L’ Ias è al centro di una tempesta giudiziaria chiamata disastro ambientale. Una vicenda complessa che chiama in causa ruoli e responsabilità di soggetti diversi.
-I magistrati-
Nel 2019 la procura della Repubblica pone sotto sequestro, per cattivo funzionamento, l’mpianto di depurazione dell’Ias e da’ alcune prescrizioni per metterlo in regola al fine di evitare effetti inquinanti.
L’impianto viene affidato in custodia cautelare alla stessa Ias per dar modo al suo management di progettare gli interventi necessari per rimuovere a monte le cause dell’inquinamento ambientale.
Viene redatto un progetto di ristrutturazione dal costo di 10/12 milioni, forse anche di più, che però non viene messo a gara perchè le banche non concedono alle industrie i finanziamenti data la precarietà della convenzione tra Irsap (Istituto regionale per le attività produttive che accorpa le competenze dei disciolti consorzi Asi) e i gestori dell’Ias.
Le industrie dichiarano di essere disponibili ad accollarsi il costo delle manutenzioni straordinarie, ma chiedono giustamente assicurazioni sulla durata della convenzione per ammortizzare i costi. Resta il fatto che le prescrizioni dei magistrati, a distanza di tre anni, non sono state eseguite.
Nei mesi scorsi, sulla base delle risultanze dei propri consulenti tecnici, i magistrati hanno contestato a vari soggetti il reato di disastro ambientale, limitando il conferimento nell’impianto di depurazione ai soli reflui civili, ed escludendo tassativamente i reflui industriali.
L’amministratore giudiziario, anzichè attenersi scrupolosamente all’ordinanza del gip, ha consentito il trattamento anche dei reflui industriali, per cui il Gip lo ha sostituito con un altro amministratore giudiziario.
Il segnale che i magistrati hanno mandato è chiarissimo: l’ordinanza va applicata e non interpretata.
Restando così le cose, le industrie non possono più conferire reflui nell’impianto dell’Ias, con tutte le conseguenze che questo divieto potrà comportare.
E’ bene ricordare che i magistrati sono obbligati a perseguire reati e che i responsabili della crisi dell’Ias non vanno cercati nel tribunale di Siracusa.
-La Regione Siciliana-
I governi regionali, che da dieci/quindici anni si sono succeduti, non sono intevenuti per mettere a norma gli impianti dell’Ias, a partire dalla copertura delle vasche.

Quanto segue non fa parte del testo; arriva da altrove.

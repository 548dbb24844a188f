use chrono::{DateTime, Utc};
use serde::{Deserialize, Serialize};

/// A business entity with the registrations that must be verified.
#[derive(Debug, Clone, Serialize, Deserialize)]
pub struct Entity {
    pub id: String,
    pub tenant_id: String,
    pub name: String,
    /// ISO 3166-1 alpha-2 country code, e.g. "AE".
    pub country: String,
    pub status: String,
    pub verified_at: Option<DateTime<Utc>>,
    /// In stored order; verification walks them in this order.
    pub registrations: Vec<Registration>,
    pub licenses: Vec<License>,
}

/// A country-specific identifier attached to an entity (e.g. a TRN).
#[derive(Debug, Clone, Serialize, Deserialize)]
pub struct Registration {
    pub id: String,
    #[serde(rename = "type")]
    pub registration_type: String,
    pub value: String,
    pub status: String,
}

#[derive(Debug, Clone, Serialize, Deserialize)]
pub struct License {
    pub id: String,
    pub number: String,
    pub authority: Option<String>,
}

/// A failed verification attempt recorded against the entity's tenant.
#[derive(Debug, Clone, Serialize, Deserialize)]
pub struct FailedAttempt {
    pub registration_id: String,
    pub country: String,
    pub registration_type: String,
    pub value: String,
    pub reason: String,
}

pub const ENTITY_STATUS_VERIFIED: &str = "VERIFIED";
pub const REGISTRATION_STATUS_VERIFIED: &str = "VERIFIED";
pub const REGISTRATION_STATUS_PENDING: &str = "PENDING";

La Regione, a mio avviso, aveva, ed ha, il dovere di farlo, essendo proprietaria, prima con l’Asi e poi con l’Irsap, dello stabilimento.

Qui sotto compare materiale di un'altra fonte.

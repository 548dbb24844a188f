//! Country identifier registry.
//!
//! Format rules for registration identifiers (tax numbers, commercial
//! registrations, licenses) in the supported jurisdictions: UAE, KSA, Egypt.

use regex::Regex;
use std::sync::LazyLock;
use strum::{Display, EnumString};

#[derive(Debug, Clone, Copy, PartialEq, Eq, Hash, EnumString, Display)]
pub enum CountryCode {
    #[strum(serialize = "AE")]
    Uae,
    #[strum(serialize = "SA")]
    Ksa,
    #[strum(serialize = "EG")]
    Egypt,
}

/// Format rule for one identifier type in one country.
pub struct IdentifierValidator {
    pub id_type: &'static str,
    pub country: CountryCode,
    pub pattern: Regex,
    pub length: Option<usize>,
    /// Only validators with a checksum can verify a registration.
    pub checksum: Option<fn(&str) -> bool>,
}

impl IdentifierValidator {
    pub fn has_checksum(&self) -> bool {
        self.checksum.is_some()
    }

    /// Pattern, length and checksum (if any) must all pass.
    pub fn validate(&self, value: &str) -> bool {
        if !self.pattern.is_match(value) {
            return false;
        }
        if self.length.is_some_and(|len| value.chars().count() != len) {
            return false;
        }
        self.checksum.map_or(true, |checksum| checksum(value))
    }
}

fn all_digits(value: &str, len: usize) -> bool {
    value.len() == len && value.bytes().all(|b| b.is_ascii_digit())
}

// Format-only checks; authoritative checksums need registry access.

/// UAE TRN: 15 digits.
fn trn_checksum(value: &str) -> bool {
    all_digits(value, 15)
}

/// KSA commercial registration: 10 digits.
fn cr_checksum(value: &str) -> bool {
    all_digits(value, 10)
}

/// Egyptian tax identification number: 9 digits.
fn egypt_tin_checksum(value: &str) -> bool {
    all_digits(value, 9)
}

fn validator(
    country: CountryCode,
    id_type: &'static str,
    pattern: &str,
    length: usize,
    checksum: Option<fn(&str) -> bool>,
) -> IdentifierValidator {
    IdentifierValidator {
        id_type,
        country,
        // Patterns are literals below.
        pattern: Regex::new(pattern).unwrap_or_else(|e| panic!("invalid {id_type} pattern: {e}")),
        length: Some(length),
        checksum,
    }
}

static VALIDATORS: LazyLock<Vec<IdentifierValidator>> = LazyLock::new(|| {
    vec![
        // ── UAE ──────────────────────────────────────────────────────────
        validator(CountryCode::Uae, "TRN", r"^[0-9]{15}$", 15, Some(trn_checksum)),
        validator(CountryCode::Uae, "LICENSE", r"^[A-Z][0-9]{6}[A-Z]$", 8, None),
        // ── KSA ──────────────────────────────────────────────────────────
        validator(CountryCode::Ksa, "CR", r"^[0-9]{10}$", 10, Some(cr_checksum)),
        validator(CountryCode::Ksa, "VAT", r"^[0-9]{15}$", 15, None),
        // ── Egypt ────────────────────────────────────────────────────────
        validator(CountryCode::Egypt, "TIN", r"^[0-9]{9}$", 9, Some(egypt_tin_checksum)),
        validator(CountryCode::Egypt, "ETA_ID", r"^[0-9]{15}$", 15, None),
    ]
});

/// All validators registered for a country.
pub fn validators_for(country: CountryCode) -> impl Iterator<Item = &'static IdentifierValidator> {
    VALIDATORS.iter().filter(move |v| v.country == country)
}

/// Validator for `(country, id_type)`. Unknown country codes resolve to none.
pub fn find_validator(country: &str, id_type: &str) -> Option<&'static IdentifierValidator> {
    let country: CountryCode = country.parse().ok()?;
    validators_for(country).find(|v| v.id_type == id_type)
}

/// Whether `value` is a well-formed `id_type` identifier for `country`.
pub fn validate_identifier(country: &str, id_type: &str, value: &str) -> bool {
    find_validator(country, id_type).is_some_and(|v| v.validate(value))
}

Va ricordato che agli inizi del 2019 , l’Irsap indisse una gara per la concessione del depuratore Ias ai privati, gara andata deserta.
Fin qui non c’è stata un’azione forte da parte dei deputati regionali, dei sindacati, per costringere la Regione ad intervenire.
Di più, solo recentemente, dunque con anni e anni di ritardo, la Regione ha rilasciato l’Aia (autorizzazione integrata ambientale) della cui mancanza si fa cenno nell’ordinanza del gip.
Le prescrizioni (tra cui un impianto di pretrattamento) contenute nelle circa cento pagine dell’Aia (al momento sospesa dal Tar) farebbero lievitare notevolmente i costi degli adeguamenti strutturali.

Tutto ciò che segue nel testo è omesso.